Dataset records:
*** Block opens ***
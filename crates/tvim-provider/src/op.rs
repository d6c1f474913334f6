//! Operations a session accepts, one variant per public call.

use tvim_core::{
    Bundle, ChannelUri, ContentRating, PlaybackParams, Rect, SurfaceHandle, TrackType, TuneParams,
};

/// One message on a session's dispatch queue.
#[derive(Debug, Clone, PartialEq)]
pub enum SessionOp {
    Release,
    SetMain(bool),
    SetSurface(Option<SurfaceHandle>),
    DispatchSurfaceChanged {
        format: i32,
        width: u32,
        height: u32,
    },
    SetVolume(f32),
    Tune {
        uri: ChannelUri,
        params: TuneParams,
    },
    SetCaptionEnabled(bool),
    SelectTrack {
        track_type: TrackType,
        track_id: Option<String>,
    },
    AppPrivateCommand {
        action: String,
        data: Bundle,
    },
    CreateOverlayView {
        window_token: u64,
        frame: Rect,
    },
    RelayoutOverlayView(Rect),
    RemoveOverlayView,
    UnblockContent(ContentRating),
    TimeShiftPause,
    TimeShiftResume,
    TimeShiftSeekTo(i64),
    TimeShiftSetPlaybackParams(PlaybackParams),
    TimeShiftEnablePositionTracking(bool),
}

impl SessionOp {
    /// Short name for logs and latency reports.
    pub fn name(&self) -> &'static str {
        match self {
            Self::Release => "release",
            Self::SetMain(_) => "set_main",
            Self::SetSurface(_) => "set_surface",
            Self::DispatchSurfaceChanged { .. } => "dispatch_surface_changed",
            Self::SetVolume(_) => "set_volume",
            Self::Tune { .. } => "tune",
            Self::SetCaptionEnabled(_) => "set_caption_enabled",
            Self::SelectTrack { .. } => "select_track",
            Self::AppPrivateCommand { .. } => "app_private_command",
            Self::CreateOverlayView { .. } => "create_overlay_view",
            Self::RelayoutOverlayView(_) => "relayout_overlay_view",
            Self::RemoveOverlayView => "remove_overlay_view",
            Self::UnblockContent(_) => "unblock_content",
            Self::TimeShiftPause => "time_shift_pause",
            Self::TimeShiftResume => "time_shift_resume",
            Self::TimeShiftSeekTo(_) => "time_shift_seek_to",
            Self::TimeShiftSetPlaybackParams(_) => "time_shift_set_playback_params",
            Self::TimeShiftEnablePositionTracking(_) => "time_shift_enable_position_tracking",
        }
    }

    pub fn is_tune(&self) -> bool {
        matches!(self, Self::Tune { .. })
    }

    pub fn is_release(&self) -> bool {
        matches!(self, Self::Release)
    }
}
*** Block closes ***
* **WHAT YOU WILL DO**: Show every line in the entries above that contains the string "TimeShiftSeekTo".

* **PROBLEM SOLUTION**:
    TimeShiftSeekTo(i64),
            Self::TimeShiftSeekTo(_) => "time_shift_seek_to",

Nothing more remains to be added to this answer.